Please go line by line through the material and copy each one containing the word "bars".

[Data supplied Boundary: Start]

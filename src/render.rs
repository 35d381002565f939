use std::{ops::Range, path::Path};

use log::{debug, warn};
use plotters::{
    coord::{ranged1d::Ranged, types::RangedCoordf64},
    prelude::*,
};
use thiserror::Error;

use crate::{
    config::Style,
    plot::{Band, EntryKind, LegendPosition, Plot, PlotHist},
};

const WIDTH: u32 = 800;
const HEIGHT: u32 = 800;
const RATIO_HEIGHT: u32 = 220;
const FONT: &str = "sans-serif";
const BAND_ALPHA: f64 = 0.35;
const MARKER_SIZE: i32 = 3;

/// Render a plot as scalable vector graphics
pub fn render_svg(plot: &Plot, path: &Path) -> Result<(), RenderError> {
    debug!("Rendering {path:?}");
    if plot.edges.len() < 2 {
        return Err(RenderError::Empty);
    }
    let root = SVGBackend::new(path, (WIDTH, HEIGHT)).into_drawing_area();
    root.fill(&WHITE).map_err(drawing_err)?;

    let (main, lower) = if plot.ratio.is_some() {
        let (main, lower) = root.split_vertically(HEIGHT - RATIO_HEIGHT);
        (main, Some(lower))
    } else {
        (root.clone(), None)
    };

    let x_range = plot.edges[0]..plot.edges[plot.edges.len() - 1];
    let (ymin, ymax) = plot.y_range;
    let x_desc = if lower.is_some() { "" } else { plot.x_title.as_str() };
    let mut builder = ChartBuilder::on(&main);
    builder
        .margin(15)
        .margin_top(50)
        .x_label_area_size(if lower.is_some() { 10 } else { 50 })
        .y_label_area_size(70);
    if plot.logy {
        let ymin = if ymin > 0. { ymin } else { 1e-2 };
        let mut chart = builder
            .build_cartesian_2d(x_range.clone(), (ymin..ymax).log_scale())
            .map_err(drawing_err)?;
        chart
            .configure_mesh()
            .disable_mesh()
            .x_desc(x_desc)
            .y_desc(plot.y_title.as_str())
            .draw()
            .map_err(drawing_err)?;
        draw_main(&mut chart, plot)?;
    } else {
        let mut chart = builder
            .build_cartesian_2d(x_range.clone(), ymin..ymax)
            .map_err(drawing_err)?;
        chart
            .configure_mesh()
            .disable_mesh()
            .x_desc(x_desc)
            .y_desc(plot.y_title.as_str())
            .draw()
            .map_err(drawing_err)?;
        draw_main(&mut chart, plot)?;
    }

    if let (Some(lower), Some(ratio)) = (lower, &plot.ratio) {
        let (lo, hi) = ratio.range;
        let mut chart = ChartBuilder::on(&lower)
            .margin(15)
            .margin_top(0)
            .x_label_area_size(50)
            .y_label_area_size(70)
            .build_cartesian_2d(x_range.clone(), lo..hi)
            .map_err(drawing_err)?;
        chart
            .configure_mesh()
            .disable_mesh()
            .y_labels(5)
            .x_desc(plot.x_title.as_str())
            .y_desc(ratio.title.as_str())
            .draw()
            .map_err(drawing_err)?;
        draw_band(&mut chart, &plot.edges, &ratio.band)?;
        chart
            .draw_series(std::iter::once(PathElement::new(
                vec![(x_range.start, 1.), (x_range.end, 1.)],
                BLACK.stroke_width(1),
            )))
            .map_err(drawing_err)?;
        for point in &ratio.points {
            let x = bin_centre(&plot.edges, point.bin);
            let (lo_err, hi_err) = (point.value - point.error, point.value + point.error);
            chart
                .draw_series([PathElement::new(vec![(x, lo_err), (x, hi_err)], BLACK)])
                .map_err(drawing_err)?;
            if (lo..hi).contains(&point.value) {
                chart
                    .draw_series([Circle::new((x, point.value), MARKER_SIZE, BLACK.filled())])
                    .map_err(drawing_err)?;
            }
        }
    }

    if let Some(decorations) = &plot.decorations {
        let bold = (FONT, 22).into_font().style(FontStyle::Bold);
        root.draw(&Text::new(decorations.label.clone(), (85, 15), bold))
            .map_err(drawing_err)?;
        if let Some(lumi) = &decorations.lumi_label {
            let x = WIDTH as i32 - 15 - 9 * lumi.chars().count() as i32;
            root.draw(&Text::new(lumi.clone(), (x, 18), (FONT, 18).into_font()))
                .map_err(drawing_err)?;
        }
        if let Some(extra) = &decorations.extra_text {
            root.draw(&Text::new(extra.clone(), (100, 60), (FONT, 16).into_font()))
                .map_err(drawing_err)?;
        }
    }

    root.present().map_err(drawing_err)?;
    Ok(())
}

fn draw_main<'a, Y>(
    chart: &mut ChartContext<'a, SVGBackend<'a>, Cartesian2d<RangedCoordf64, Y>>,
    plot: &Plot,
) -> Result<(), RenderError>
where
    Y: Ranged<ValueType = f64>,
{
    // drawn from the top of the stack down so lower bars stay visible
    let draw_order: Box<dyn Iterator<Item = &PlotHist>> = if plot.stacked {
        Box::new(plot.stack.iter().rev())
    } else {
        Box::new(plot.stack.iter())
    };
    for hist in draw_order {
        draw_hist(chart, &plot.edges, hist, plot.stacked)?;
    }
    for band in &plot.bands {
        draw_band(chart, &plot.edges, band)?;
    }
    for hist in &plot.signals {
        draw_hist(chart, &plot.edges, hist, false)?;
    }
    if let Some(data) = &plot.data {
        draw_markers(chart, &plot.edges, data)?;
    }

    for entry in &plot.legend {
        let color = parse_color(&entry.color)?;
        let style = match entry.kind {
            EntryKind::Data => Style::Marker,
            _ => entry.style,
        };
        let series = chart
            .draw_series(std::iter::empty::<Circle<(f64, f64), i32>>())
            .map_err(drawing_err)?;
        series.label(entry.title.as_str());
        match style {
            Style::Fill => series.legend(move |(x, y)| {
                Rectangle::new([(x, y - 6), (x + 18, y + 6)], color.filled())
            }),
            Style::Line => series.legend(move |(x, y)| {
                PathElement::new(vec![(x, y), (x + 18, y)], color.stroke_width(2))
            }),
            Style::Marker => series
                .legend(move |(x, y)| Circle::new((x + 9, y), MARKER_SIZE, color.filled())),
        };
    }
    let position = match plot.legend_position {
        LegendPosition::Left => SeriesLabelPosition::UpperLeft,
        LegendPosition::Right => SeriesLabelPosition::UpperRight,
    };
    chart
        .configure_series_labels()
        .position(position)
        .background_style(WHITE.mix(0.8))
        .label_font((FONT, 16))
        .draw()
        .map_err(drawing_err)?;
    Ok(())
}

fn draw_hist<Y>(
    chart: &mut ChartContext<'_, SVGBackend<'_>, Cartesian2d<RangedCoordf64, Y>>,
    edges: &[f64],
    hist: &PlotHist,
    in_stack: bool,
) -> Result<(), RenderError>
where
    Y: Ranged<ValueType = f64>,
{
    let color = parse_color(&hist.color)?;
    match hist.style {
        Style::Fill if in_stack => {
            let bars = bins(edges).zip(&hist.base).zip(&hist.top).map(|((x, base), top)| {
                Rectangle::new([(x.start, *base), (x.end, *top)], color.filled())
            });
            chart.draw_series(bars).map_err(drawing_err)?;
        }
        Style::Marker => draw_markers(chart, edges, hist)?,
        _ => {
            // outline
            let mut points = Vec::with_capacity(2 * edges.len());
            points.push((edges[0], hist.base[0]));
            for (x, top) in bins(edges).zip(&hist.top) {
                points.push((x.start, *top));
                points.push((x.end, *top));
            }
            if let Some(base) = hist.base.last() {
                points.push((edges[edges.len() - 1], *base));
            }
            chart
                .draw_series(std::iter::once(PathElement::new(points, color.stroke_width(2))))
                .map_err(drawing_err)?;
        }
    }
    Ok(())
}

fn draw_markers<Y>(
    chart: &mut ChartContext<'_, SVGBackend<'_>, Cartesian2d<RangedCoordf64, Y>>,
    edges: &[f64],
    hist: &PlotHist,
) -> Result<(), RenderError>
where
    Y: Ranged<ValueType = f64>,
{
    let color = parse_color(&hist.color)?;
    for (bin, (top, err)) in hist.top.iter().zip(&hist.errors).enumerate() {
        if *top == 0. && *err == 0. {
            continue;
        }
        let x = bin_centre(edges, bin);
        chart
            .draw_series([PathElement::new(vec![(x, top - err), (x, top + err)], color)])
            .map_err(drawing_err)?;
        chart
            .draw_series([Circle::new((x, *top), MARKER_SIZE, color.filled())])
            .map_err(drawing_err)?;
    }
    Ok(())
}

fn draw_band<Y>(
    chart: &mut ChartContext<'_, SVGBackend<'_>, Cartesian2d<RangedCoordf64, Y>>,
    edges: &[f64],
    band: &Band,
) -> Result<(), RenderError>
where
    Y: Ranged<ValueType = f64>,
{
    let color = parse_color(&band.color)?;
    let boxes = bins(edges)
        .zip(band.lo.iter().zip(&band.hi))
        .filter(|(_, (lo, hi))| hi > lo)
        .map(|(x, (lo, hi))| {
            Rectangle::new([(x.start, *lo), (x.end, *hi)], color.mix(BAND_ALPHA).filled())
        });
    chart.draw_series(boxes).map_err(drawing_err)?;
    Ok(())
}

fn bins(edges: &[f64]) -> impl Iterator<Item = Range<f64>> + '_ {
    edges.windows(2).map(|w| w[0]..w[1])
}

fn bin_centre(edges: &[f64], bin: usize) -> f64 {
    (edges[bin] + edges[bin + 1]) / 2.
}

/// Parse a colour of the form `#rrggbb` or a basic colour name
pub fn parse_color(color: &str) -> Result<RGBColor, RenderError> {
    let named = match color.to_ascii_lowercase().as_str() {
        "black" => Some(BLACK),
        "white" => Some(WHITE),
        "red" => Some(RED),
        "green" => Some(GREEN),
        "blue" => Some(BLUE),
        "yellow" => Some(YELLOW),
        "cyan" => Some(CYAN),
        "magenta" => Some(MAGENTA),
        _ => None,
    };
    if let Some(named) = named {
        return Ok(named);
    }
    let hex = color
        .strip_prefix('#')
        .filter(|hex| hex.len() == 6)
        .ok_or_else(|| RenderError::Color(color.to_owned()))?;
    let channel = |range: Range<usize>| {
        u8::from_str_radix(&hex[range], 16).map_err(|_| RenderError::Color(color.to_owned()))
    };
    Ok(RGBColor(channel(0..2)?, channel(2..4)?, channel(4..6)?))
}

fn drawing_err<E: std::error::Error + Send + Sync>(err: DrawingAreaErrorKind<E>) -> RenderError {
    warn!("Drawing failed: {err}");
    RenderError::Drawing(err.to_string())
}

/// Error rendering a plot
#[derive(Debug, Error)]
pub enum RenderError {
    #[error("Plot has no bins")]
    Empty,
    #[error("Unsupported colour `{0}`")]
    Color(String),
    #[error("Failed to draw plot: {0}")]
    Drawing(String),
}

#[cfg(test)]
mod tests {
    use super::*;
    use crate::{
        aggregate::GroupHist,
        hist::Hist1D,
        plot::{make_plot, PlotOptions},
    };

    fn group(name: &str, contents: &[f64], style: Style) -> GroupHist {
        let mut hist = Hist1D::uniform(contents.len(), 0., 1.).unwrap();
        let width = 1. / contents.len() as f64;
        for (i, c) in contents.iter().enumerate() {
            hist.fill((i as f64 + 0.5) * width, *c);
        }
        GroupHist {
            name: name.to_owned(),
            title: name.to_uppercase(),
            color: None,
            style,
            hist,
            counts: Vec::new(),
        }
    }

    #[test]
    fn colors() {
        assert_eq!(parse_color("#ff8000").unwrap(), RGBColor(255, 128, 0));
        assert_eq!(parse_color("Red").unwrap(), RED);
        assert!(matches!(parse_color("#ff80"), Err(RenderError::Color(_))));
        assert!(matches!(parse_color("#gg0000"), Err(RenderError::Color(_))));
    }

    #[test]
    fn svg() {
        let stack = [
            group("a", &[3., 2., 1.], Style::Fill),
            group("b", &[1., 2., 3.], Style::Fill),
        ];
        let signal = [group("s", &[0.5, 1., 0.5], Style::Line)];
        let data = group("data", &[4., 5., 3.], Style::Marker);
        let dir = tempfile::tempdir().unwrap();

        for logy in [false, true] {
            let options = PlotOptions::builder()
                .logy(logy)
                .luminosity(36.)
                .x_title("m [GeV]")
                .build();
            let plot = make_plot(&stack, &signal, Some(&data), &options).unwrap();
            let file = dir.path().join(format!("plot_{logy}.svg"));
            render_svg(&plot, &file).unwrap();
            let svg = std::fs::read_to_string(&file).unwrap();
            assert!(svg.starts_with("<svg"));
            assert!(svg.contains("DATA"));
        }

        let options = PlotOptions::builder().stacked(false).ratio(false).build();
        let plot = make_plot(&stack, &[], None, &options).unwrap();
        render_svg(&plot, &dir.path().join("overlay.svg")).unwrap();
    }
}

[Data supplied Boundary: End]

* _Written solution_
    // drawn from the top of the stack down so lower bars stay visible
            let bars = bins(edges).zip(&hist.base).zip(&hist.top).map(|((x, base), top)| {
            chart.draw_series(bars).map_err(drawing_err)?;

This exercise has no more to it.